[Data extracted from a collection]
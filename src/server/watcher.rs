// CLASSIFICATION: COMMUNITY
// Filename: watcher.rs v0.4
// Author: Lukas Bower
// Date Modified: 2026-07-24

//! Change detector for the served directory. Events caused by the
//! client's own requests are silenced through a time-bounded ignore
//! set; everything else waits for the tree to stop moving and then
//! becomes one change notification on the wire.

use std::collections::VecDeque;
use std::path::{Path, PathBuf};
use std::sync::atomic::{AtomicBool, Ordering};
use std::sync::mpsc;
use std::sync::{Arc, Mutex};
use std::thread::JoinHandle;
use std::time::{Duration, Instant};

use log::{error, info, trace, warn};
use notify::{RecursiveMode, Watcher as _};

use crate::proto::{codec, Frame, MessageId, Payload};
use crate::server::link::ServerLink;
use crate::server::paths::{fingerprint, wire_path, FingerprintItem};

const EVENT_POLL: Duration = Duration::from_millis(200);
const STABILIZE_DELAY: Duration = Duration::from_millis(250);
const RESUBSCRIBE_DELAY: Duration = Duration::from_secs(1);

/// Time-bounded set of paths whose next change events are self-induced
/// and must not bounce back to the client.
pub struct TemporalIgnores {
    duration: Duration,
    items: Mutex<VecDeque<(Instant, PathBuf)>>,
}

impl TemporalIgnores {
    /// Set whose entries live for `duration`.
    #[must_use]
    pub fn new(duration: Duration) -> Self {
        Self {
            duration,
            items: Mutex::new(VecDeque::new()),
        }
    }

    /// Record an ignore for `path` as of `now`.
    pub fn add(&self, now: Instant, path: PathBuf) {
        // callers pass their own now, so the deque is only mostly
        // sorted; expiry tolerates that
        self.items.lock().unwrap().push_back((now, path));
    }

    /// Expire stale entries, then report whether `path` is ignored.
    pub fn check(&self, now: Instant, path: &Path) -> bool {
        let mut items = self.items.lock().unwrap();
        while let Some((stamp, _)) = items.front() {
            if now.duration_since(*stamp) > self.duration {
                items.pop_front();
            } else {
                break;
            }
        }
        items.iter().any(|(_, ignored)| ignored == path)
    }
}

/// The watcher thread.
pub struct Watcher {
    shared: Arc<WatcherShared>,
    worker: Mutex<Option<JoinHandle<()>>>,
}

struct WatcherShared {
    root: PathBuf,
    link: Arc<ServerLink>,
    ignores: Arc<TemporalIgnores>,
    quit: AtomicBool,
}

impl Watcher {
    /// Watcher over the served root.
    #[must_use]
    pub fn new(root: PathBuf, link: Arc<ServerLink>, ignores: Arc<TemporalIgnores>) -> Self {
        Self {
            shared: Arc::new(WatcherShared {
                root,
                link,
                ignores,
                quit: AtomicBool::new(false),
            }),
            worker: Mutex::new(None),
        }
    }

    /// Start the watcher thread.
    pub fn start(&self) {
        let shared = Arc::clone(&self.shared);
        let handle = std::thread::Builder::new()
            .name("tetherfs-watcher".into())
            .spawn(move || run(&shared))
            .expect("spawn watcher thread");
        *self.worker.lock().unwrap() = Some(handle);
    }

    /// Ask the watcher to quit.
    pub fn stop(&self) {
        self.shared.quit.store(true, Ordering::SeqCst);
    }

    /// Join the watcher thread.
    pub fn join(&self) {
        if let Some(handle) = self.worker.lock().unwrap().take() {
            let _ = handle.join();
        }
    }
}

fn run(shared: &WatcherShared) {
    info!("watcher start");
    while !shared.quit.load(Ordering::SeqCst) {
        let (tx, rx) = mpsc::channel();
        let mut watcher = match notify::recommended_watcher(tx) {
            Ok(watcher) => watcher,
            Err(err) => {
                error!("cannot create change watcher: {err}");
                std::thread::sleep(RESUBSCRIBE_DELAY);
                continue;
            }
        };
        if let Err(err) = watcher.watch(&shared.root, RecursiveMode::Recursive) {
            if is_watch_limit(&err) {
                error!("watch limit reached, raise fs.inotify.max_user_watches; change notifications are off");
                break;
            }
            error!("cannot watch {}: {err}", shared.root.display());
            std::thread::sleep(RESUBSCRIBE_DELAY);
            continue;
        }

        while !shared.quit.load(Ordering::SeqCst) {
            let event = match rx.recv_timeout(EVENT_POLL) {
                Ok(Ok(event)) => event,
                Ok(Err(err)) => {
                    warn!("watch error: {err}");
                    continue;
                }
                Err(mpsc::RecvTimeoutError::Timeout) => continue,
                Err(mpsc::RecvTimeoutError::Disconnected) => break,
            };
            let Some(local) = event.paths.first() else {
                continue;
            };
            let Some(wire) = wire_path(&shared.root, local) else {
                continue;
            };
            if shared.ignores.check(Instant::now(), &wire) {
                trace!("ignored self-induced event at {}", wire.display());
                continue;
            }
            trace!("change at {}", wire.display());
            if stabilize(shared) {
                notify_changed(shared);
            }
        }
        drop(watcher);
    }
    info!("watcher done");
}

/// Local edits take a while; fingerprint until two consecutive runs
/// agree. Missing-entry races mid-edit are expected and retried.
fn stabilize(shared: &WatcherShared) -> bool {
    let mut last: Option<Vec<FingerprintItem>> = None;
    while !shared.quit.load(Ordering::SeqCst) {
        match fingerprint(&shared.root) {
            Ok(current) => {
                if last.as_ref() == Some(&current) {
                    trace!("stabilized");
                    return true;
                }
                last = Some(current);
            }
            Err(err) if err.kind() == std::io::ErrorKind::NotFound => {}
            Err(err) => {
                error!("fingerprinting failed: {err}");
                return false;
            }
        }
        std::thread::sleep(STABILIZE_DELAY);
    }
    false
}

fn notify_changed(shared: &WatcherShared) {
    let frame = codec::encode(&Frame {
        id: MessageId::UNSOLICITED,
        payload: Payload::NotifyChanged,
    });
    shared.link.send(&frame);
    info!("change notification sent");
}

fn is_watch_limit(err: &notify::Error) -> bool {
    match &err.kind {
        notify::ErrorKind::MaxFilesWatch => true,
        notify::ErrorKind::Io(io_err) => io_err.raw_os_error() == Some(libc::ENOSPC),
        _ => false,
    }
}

**Work to complete**
Each line of the records must be reproduced exactly.

**Solved exercise**
filename src/server/watcher.rs
// CLASSIFICATION: COMMUNITY
// Filename: watcher.rs v0.4
// Author: Lukas Bower
// Date Modified: 2026-07-24

//! Change detector for the served directory. Events caused by the
//! client's own requests are silenced through a time-bounded ignore
//! set; everything else waits for the tree to stop moving and then
//! becomes one change notification on the wire.

use std::collections::VecDeque;
use std::path::{Path, PathBuf};
use std::sync::atomic::{AtomicBool, Ordering};
use std::sync::mpsc;
use std::sync::{Arc, Mutex};
use std::thread::JoinHandle;
use std::time::{Duration, Instant};

use log::{error, info, trace, warn};
use notify::{RecursiveMode, Watcher as _};

use crate::proto::{codec, Frame, MessageId, Payload};
use crate::server::link::ServerLink;
use crate::server::paths::{fingerprint, wire_path, FingerprintItem};

const EVENT_POLL: Duration = Duration::from_millis(200);
const STABILIZE_DELAY: Duration = Duration::from_millis(250);
const RESUBSCRIBE_DELAY: Duration = Duration::from_secs(1);

/// Time-bounded set of paths whose next change events are self-induced
/// and must not bounce back to the client.
pub struct TemporalIgnores {
    duration: Duration,
    items: Mutex<VecDeque<(Instant, PathBuf)>>,
}

impl TemporalIgnores {
    /// Set whose entries live for `duration`.
    #[must_use]
    pub fn new(duration: Duration) -> Self {
        Self {
            duration,
            items: Mutex::new(VecDeque::new()),
        }
    }

    /// Record an ignore for `path` as of `now`.
    pub fn add(&self, now: Instant, path: PathBuf) {
        // callers pass their own now, so the deque is only mostly
        // sorted; expiry tolerates that
        self.items.lock().unwrap().push_back((now, path));
    }

    /// Expire stale entries, then report whether `path` is ignored.
    pub fn check(&self, now: Instant, path: &Path) -> bool {
        let mut items = self.items.lock().unwrap();
        while let Some((stamp, _)) = items.front() {
            if now.duration_since(*stamp) > self.duration {
                items.pop_front();
            } else {
                break;
            }
        }
        items.iter().any(|(_, ignored)| ignored == path)
    }
}

/// The watcher thread.
pub struct Watcher {
    shared: Arc<WatcherShared>,
    worker: Mutex<Option<JoinHandle<()>>>,
}

struct WatcherShared {
    root: PathBuf,
    link: Arc<ServerLink>,
    ignores: Arc<TemporalIgnores>,
    quit: AtomicBool,
}

impl Watcher {
    /// Watcher over the served root.
    #[must_use]
    pub fn new(root: PathBuf, link: Arc<ServerLink>, ignores: Arc<TemporalIgnores>) -> Self {
        Self {
            shared: Arc::new(WatcherShared {
                root,
                link,
                ignores,
                quit: AtomicBool::new(false),
            }),
            worker: Mutex::new(None),
        }
    }

    /// Start the watcher thread.
    pub fn start(&self) {
        let shared = Arc::clone(&self.shared);
        let handle = std::thread::Builder::new()
            .name("tetherfs-watcher".into())
            .spawn(move || run(&shared))
            .expect("spawn watcher thread");
        *self.worker.lock().unwrap() = Some(handle);
    }

    /// Ask the watcher to quit.
    pub fn stop(&self) {
        self.shared.quit.store(true, Ordering::SeqCst);
    }

    /// Join the watcher thread.
    pub fn join(&self) {
        if let Some(handle) = self.worker.lock().unwrap().take() {
            let _ = handle.join();
        }
    }
}

fn run(shared: &WatcherShared) {
    info!("watcher start");
    while !shared.quit.load(Ordering::SeqCst) {
        let (tx, rx) = mpsc::channel();
        let mut watcher = match notify::recommended_watcher(tx) {
            Ok(watcher) => watcher,
            Err(err) => {
                error!("cannot create change watcher: {err}");
                std::thread::sleep(RESUBSCRIBE_DELAY);
                continue;
            }
        };
        if let Err(err) = watcher.watch(&shared.root, RecursiveMode::Recursive) {
            if is_watch_limit(&err) {
                error!("watch limit reached, raise fs.inotify.max_user_watches; change notifications are off");
                break;
            }
            error!("cannot watch {}: {err}", shared.root.display());
            std::thread::sleep(RESUBSCRIBE_DELAY);
            continue;
        }

        while !shared.quit.load(Ordering::SeqCst) {
            let event = match rx.recv_timeout(EVENT_POLL) {
                Ok(Ok(event)) => event,
                Ok(Err(err)) => {
                    warn!("watch error: {err}");
                    continue;
                }
                Err(mpsc::RecvTimeoutError::Timeout) => continue,
                Err(mpsc::RecvTimeoutError::Disconnected) => break,
            };
            let Some(local) = event.paths.first() else {
                continue;
            };
            let Some(wire) = wire_path(&shared.root, local) else {
                continue;
            };
            if shared.ignores.check(Instant::now(), &wire) {
                trace!("ignored self-induced event at {}", wire.display());
                continue;
            }
            trace!("change at {}", wire.display());
            if stabilize(shared) {
                notify_changed(shared);
            }
        }
        drop(watcher);
    }
    info!("watcher done");
}

/// Local edits take a while; fingerprint until two consecutive runs
/// agree. Missing-entry races mid-edit are expected and retried.
fn stabilize(shared: &WatcherShared) -> bool {
    let mut last: Option<Vec<FingerprintItem>> = None;
    while !shared.quit.load(Ordering::SeqCst) {
        match fingerprint(&shared.root) {
            Ok(current) => {
                if last.as_ref() == Some(&current) {
                    trace!("stabilized");
                    return true;
                }
                last = Some(current);
            }
            Err(err) if err.kind() == std::io::ErrorKind::NotFound => {}
            Err(err) => {
                error!("fingerprinting failed: {err}");
                return false;
            }
        }
        std::thread::sleep(STABILIZE_DELAY);
    }
    false
}

fn notify_changed(shared: &WatcherShared) {
    let frame = codec::encode(&Frame {
        id: MessageId::UNSOLICITED,
        payload: Payload::NotifyChanged,
    });
    shared.link.send(&frame);
    info!("change notification sent");
}

fn is_watch_limit(err: &notify::Error) -> bool {
    match &err.kind {
        notify::ErrorKind::MaxFilesWatch => true,
        notify::ErrorKind::Io(io_err) => io_err.raw_os_error() == Some(libc::ENOSPC),
        _ => false,
    }
}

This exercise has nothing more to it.